__Description of the task__.
The expected output is each line in the data below that includes the string "from".

--- Exercise inputs ---

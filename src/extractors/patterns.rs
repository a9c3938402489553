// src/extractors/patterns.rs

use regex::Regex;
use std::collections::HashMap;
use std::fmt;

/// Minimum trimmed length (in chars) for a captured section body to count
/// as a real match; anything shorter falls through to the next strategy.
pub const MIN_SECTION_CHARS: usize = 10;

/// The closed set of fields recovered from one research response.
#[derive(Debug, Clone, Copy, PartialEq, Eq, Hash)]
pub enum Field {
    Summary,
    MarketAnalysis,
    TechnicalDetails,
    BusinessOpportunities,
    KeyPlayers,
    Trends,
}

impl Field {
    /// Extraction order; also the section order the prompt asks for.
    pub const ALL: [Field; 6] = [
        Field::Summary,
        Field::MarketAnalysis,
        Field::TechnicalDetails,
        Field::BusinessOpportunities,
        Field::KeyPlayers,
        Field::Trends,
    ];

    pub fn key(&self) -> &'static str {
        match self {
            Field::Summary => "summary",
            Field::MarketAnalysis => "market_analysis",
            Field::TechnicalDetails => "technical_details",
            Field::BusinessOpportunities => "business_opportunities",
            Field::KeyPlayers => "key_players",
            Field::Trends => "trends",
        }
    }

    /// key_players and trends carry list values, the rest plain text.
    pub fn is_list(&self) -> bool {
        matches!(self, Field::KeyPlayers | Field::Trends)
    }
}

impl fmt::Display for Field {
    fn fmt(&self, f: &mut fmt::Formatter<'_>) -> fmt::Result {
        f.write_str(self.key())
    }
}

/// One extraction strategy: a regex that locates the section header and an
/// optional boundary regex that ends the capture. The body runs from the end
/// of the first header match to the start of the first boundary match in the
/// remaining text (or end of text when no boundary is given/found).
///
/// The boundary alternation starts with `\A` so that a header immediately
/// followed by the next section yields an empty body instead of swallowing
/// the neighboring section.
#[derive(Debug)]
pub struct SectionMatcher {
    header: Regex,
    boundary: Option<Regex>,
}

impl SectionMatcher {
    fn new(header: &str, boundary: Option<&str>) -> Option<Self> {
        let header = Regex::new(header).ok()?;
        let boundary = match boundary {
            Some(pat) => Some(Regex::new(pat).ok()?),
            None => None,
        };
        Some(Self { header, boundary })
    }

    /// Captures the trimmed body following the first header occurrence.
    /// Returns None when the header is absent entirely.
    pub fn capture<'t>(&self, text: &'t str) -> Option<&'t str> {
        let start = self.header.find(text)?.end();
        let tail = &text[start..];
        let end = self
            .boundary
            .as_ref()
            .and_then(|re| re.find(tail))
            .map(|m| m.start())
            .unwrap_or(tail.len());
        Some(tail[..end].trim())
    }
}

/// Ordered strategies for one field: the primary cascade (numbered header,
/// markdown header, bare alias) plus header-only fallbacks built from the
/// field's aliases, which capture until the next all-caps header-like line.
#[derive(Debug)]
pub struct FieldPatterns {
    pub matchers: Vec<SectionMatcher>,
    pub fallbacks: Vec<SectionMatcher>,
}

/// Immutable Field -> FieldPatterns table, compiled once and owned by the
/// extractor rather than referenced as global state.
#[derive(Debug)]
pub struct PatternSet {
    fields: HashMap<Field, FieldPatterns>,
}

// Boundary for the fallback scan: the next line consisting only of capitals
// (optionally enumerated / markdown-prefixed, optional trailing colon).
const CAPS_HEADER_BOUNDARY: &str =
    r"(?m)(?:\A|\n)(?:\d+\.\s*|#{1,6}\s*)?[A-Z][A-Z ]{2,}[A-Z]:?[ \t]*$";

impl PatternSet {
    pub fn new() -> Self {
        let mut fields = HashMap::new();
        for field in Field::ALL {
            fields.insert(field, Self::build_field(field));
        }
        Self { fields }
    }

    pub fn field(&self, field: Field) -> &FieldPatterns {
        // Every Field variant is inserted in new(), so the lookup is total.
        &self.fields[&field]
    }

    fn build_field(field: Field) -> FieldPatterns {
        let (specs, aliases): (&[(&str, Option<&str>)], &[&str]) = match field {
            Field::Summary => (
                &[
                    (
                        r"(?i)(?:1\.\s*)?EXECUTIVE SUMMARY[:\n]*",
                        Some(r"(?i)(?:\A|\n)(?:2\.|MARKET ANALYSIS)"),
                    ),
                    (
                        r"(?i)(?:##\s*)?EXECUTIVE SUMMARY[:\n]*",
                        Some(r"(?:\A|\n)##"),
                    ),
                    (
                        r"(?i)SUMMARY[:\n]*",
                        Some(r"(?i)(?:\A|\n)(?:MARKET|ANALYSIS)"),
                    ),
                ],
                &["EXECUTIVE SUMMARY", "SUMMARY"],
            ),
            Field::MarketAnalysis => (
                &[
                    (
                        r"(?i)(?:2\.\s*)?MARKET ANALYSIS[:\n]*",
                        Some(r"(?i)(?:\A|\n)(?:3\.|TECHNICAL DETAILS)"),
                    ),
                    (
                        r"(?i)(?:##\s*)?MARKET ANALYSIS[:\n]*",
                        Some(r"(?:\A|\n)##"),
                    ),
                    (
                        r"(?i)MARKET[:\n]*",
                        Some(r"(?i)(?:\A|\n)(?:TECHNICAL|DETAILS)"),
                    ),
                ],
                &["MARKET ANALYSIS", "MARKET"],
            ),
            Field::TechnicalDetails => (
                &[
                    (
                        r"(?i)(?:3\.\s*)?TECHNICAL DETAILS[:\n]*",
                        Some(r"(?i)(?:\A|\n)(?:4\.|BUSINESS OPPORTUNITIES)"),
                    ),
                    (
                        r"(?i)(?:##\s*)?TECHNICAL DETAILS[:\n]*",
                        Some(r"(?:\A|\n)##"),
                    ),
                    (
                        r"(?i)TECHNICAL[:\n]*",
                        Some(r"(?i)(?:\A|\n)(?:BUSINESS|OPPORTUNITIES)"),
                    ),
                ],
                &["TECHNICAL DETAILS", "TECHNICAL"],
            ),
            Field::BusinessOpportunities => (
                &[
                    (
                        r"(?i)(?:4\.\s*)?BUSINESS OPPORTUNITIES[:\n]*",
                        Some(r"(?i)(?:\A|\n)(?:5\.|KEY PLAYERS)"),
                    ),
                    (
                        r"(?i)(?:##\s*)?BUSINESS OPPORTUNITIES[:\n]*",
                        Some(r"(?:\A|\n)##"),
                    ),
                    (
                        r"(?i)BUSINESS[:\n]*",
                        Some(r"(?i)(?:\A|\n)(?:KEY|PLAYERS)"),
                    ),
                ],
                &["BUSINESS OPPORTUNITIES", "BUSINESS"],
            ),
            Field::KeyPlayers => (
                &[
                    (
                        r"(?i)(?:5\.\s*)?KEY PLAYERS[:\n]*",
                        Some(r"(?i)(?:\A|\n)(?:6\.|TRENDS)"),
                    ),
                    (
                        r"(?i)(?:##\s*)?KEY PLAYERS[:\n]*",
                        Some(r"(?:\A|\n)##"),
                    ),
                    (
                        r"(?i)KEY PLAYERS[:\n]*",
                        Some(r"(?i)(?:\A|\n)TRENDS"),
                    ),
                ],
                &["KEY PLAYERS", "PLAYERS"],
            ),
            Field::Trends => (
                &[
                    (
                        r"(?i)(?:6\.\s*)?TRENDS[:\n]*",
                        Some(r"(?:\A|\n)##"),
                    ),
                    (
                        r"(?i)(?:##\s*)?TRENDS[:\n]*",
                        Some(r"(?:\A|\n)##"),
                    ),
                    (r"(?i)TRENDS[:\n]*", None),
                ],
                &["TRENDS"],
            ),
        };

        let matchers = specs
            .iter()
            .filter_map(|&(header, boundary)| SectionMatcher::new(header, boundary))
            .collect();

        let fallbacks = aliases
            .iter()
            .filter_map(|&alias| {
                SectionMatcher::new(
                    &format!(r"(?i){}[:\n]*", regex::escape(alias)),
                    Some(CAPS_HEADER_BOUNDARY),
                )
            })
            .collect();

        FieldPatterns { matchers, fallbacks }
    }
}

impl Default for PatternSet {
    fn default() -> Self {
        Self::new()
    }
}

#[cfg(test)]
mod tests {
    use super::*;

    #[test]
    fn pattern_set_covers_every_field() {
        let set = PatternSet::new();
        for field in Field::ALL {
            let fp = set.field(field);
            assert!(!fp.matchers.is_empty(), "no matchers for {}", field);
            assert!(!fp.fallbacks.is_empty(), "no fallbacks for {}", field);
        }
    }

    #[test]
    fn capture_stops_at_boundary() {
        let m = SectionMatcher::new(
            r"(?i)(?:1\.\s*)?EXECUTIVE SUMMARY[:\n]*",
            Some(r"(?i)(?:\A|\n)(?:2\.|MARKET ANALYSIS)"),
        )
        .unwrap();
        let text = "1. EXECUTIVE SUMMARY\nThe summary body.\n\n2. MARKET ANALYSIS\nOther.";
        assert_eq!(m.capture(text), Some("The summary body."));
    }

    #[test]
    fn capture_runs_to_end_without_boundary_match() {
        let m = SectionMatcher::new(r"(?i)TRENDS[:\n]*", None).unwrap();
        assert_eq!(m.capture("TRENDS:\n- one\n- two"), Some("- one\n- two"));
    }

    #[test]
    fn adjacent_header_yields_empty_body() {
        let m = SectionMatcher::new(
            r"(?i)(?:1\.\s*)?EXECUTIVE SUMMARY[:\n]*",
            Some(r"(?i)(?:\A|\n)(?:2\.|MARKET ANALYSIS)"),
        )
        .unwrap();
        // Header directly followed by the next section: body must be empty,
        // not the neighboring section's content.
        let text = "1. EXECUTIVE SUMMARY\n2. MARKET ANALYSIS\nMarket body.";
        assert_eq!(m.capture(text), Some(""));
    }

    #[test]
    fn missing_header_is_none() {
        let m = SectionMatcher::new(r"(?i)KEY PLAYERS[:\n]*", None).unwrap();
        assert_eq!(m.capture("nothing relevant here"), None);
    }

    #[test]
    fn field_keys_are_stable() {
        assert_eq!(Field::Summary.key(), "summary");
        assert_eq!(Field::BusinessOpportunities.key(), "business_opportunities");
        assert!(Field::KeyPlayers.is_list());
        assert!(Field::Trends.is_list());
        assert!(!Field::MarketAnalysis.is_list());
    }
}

---
--- Exercise inputs ---

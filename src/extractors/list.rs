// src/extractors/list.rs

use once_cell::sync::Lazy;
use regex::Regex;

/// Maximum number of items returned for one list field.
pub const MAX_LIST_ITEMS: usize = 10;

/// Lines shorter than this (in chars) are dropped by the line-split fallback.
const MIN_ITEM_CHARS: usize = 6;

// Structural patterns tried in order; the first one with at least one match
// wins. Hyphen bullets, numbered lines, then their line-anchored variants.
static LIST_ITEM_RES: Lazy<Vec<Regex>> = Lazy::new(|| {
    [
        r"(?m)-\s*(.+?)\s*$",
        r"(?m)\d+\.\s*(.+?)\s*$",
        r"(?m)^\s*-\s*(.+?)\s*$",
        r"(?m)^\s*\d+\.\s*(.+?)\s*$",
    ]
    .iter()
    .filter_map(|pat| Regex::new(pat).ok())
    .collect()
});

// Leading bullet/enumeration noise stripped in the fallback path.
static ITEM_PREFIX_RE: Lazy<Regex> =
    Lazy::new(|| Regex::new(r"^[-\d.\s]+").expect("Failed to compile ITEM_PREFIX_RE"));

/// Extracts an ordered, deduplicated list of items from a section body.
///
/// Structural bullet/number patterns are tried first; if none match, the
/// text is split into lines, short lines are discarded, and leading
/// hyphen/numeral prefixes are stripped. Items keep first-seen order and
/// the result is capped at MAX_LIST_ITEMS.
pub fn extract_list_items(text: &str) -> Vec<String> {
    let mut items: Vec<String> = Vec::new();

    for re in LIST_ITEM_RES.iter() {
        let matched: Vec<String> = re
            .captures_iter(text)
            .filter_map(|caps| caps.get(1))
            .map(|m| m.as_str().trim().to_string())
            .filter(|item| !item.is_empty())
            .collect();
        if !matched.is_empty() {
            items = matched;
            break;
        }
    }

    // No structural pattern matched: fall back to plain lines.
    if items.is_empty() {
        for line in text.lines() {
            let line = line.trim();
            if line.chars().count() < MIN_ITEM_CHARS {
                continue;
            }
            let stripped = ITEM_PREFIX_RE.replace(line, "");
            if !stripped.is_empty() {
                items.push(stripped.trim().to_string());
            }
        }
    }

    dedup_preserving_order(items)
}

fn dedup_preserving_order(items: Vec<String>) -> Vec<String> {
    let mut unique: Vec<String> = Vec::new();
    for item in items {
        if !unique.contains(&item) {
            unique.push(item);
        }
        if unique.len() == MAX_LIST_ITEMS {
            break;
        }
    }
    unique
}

---

__Solution to the problem__.
/// The closed set of fields recovered from one research response.
/// optional boundary regex that ends the capture. The body runs from the end
/// markdown header, bare alias) plus header-only fallbacks built from the
/// Extracts an ordered, deduplicated list of items from a section body.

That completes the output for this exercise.